Blood, Vol. 94 No. 7 (October 1), 1999:
pp. 2530-2532
Erythropoietin Receptor Mutations Associated With Familial
Erythrocytosis Cause Hypersensitivity to Erythropoietin in the
Heterozygous State
By
Stephanie S. Watowich,
Xiaoling Xie,
Ursula Klingmuller,
Juha Kere,
Mikael Lindlof,
Stig Berglund, and
Albert de la Chapelle
From the Department of Immunology, MD Anderson Cancer Center,
Houston, TX; Hans-Spemann-Laboratory, Max-Planck-Institute for
Immunobiology, Freiburg, Germany; the Department of Medical Genetics,
University of Helsinki, Helsinki, Finland; the Department of Medicine,
University of Lund, Malmo General Hospital, Malmo, Sweden; and Human
Cancer Genetics Program, James Cancer Hospital and Solove Research
Institute, and Comprehensive Cancer Center, Ohio State University,
Columbus, OH.
 |
ABSTRACT |
Inherited mutations in the erythropoietin receptor (EPOR) causing
premature termination of the receptor cytoplasmic region are associated
with dominant familial erythrocytosis (FE), a benign clinical condition
characterized by hypersensitivity of erythroid progenitor cells to EPO
and low serum EPO (S-EPO) levels.

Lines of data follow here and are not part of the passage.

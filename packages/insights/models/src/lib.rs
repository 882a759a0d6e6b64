#![cfg_attr(feature = "fail-on-warnings", deny(warnings))]
#![warn(clippy::all, clippy::pedantic, clippy::nursery, clippy::cargo)]
#![allow(clippy::multiple_crate_versions, clippy::cargo_common_metadata)]

//! Insight result types.
//!
//! Every analysis degrades to a typed result instead of an error when the
//! data is too thin: [`Availability::NotAvailable`] carries how much data
//! was required and how much was present.

use std::collections::BTreeMap;

use chrono::NaiveDate;
use serde::{Deserialize, Serialize};
use strum_macros::{AsRefStr, Display, EnumString};

/// An analysis result, or the reason it could not be produced.
#[derive(Debug, Clone, PartialEq, Serialize, Deserialize)]
#[serde(tag = "status", rename_all = "SCREAMING_SNAKE_CASE")]
pub enum Availability<T> {
    Available(T),
    NotAvailable {
        /// Data points (zones or dates) the analysis needs.
        required: usize,
        /// Data points that were present.
        available: usize,
    },
}

impl<T> Availability<T> {
    #[must_use]
    pub const fn is_available(&self) -> bool {
        matches!(self, Self::Available(_))
    }

    /// Returns the value if available.
    #[must_use]
    pub fn available(self) -> Option<T> {
        match self {
            Self::Available(value) => Some(value),
            Self::NotAvailable { .. } => None,
        }
    }
}

/// Fixed action vocabulary for anomalous zones.
#[derive(
    Debug,
    Clone,
    Copy,
    PartialEq,
    Eq,
    Hash,
    Serialize,
    Deserialize,
    Display,
    EnumString,
    AsRefStr,
)]
#[serde(rename_all = "SCREAMING_SNAKE_CASE")]
#[strum(serialize_all = "SCREAMING_SNAKE_CASE")]
pub enum AnomalyAction {
    /// Theft volume is extreme
    Alert,
    /// Theft density is extreme
    Caution,
    /// Unusual but not extreme
    Monitor,
}

impl AnomalyAction {
    #[must_use]
    pub const fn advice(self) -> &'static str {
        match self {
            Self::Alert => "ALERT: requires additional insurance and restricted hours",
            Self::Caution => "CAUTION: make GPS tracking mandatory",
            Self::Monitor => "MONITOR: review the trend over the coming weeks",
        }
    }
}

/// A zone flagged by anomaly detection.
#[derive(Debug, Clone, PartialEq, Serialize, Deserialize)]
#[serde(rename_all = "camelCase")]
pub struct ZoneAnomaly {
    pub zone_code: String,
    pub zone_name: String,
    /// Isolation score in `(0, 1]`; higher is more anomalous.
    pub anomaly_score: f64,
    pub thefts: u32,
    pub incident_density: f64,
    pub lane_coverage_km: f64,
    pub parking_spots: u32,
    pub reason: String,
    pub action: AnomalyAction,
    pub advice: String,
}

/// Anomaly detection output for one calculation date.
#[derive(Debug, Clone, PartialEq, Serialize, Deserialize)]
#[serde(rename_all = "camelCase")]
pub struct AnomalyReport {
    pub calculation_date: Option<NaiveDate>,
    pub window_days: u32,
    pub zones_analyzed: usize,
    /// Most anomalous first. Empty when too few zones were available.
    pub anomalies: Vec<ZoneAnomaly>,
}

/// One k-means cluster.
#[derive(Debug, Clone, PartialEq, Serialize, Deserialize)]
#[serde(rename_all = "camelCase")]
pub struct ClusterSummary {
    pub cluster_id: usize,
    /// Short label such as `"low-risk / high-infrastructure"`.
    pub label: String,
    pub description: String,
    pub strategy: String,
    pub zone_codes: Vec<String>,
    pub mean_safety_score: f64,
    pub mean_thefts_30d: f64,
    pub mean_incident_density: f64,
}

/// Clustering output for one calculation date.
#[derive(Debug, Clone, PartialEq, Serialize, Deserialize)]
#[serde(rename_all = "camelCase")]
pub struct ClusterReport {
    pub calculation_date: Option<NaiveDate>,
    pub k: usize,
    /// Elbow-method suggestion for `k`.
    pub suggested_k: usize,
    pub inertia: f64,
    /// Zone code -> cluster id.
    pub assignments: BTreeMap<String, usize>,
    pub clusters: Vec<ClusterSummary>,
}

/// Five-level direction of the projected safety score.
#[derive(
    Debug,
    Clone,
    Copy,
    PartialEq,
    Eq,
    Hash,
    Serialize,
    Deserialize,
    Display,
    EnumString,
    AsRefStr,
)]
#[serde(rename_all = "SCREAMING_SNAKE_CASE")]
#[strum(serialize_all = "SCREAMING_SNAKE_CASE")]
pub enum ForecastDirection {
    StronglyImproving,
    Improving,
    Stable,
    Deteriorating,
    StronglyDeteriorating,
}

impl ForecastDirection {
    #[must_use]
    pub const fn is_improving(self) -> bool {
        matches!(self, Self::Improving | Self::StronglyImproving)
    }

    #[must_use]
    pub const fn is_deteriorating(self) -> bool {
        matches!(self, Self::Deteriorating | Self::StronglyDeteriorating)
    }
}

/// How much history backs a forecast.
#[derive(
    Debug,
    Clone,
    Copy,
    PartialEq,
    Eq,
    Hash,
    Serialize,
    Deserialize,
    Display,
    EnumString,
    AsRefStr,
)]
#[serde(rename_all = "SCREAMING_SNAKE_CASE")]
#[strum(serialize_all = "SCREAMING_SNAKE_CASE")]
pub enum Confidence {
    Low,
    Medium,
    High,
}

/// Linear projection of a zone's safety score.
#[derive(Debug, Clone, PartialEq, Serialize, Deserialize)]
#[serde(rename_all = "camelCase")]
pub struct TrendForecast {
    pub zone_code: String,
    pub history_points: usize,
    pub first_date: NaiveDate,
    pub last_date: NaiveDate,
    pub current_score: f64,
    /// Score points per day.
    pub slope_per_day: f64,
    /// Projected score `horizon_days` after the last date, clamped to
    /// `[0, 100]`.
    pub projected_score: f64,
    pub current_thefts_30d: u32,
    /// Projected 30-day theft count, floored at zero.
    pub projected_thefts_30d: f64,
    pub horizon_days: i64,
    pub direction: ForecastDirection,
    pub confidence: Confidence,
    pub recommendation: String,
}

/// Result of one insight section, kept independent of its siblings.
#[derive(Debug, Clone, PartialEq, Serialize, Deserialize)]
#[serde(tag = "outcome", content = "value", rename_all = "SCREAMING_SNAKE_CASE")]
pub enum Section<T> {
    Ok(T),
    Failed(String),
}

impl<T, E: std::fmt::Display> From<Result<T, E>> for Section<T> {
    fn from(result: Result<T, E>) -> Self {
        match result {
            Ok(value) => Self::Ok(value),
            Err(e) => Self::Failed(e.to_string()),
        }
    }
}

/// Zones grouped by forecast direction.
#[derive(Debug, Clone, Default, PartialEq, Serialize, Deserialize)]
#[serde(rename_all = "camelCase")]
pub struct ForecastOverview {
    pub improving: Vec<String>,
    pub stable: Vec<String>,
    pub deteriorating: Vec<String>,
    /// Zones with too little history.
    pub not_available: Vec<String>,
}

/// Combined strategic summary across all analyses.
#[derive(Debug, Clone, PartialEq, Serialize, Deserialize)]
#[serde(rename_all = "camelCase")]
pub struct StrategicInsights {
    pub calculation_date: Option<NaiveDate>,
    pub anomalies: Section<AnomalyReport>,
    pub clusters: Section<Availability<ClusterReport>>,
    pub forecasts: Section<ForecastOverview>,
    /// Human-readable highlights derived from the sections above.
    pub highlights: Vec<String>,
}

#[cfg(test)]
mod tests {
    use super::*;

    #[test]
    fn availability_serializes_with_status_tag() {
        let missing: Availability<TrendForecast> = Availability::NotAvailable {
            required: 3,
            available: 1,
        };
        let json = serde_json::to_value(&missing).unwrap();
        assert_eq!(json["status"], "NOT_AVAILABLE");
        assert_eq!(json["required"], 3);
        assert!(!missing.is_available());
    }

    #[test]
    fn section_from_result() {
        let ok: Section<u32> = Ok::<_, std::fmt::Error>(3).into();
        assert_eq!(ok, Section::Ok(3));

        let failed: Section<u32> = Err::<u32, _>(std::fmt::Error).into();
        assert!(matches!(failed, Section::Failed(_)));
    }

    #[test]
    fn action_vocabulary() {
        assert_eq!(AnomalyAction::Alert.as_ref(), "ALERT");
        assert!(AnomalyAction::Caution.advice().starts_with("CAUTION"));
    }
}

We describe a Swedish family with
dominant FE in which erythrocytosis segregates with a new truncation in
the negative control domain of the EPOR. We show that cells engineered
to concomitantly express the wild-type (WT) EPOR and mutant EPORs
associated with FE (FE EPORs) are hypersensitive to EPO-stimulated
proliferation and activation of Jak2 and Stat5. These results
demonstrate that FE is caused by hyperresponsiveness of
receptor-mediated signaling pathways and that this is dominant with
respect to WT EPOR signaling.
© 1999 by The American Society of Hematology.
| |
ARTICLE |
THE SWEDISH erythropoietin receptor
(EPOR) allele contains a direct tandem duplication of nucleotides 5968 to 5975. This results in a frameshift beyond residue 405, introducing
25 amino acids not related to the EPOR, and a premature stop codon, deleting 79 residues at the C-terminus of the receptor (data not shown). Affected family members (Fig 1A,
Table 1) were plethoric and often had
additional symptoms, including hypertension, headaches, dizziness,
nosebleeds, and exertional dyspnea, which were most pronounced in the
males. These symptoms were alleviated by phlebotomies, and phlebotomy
treatment has been recommended.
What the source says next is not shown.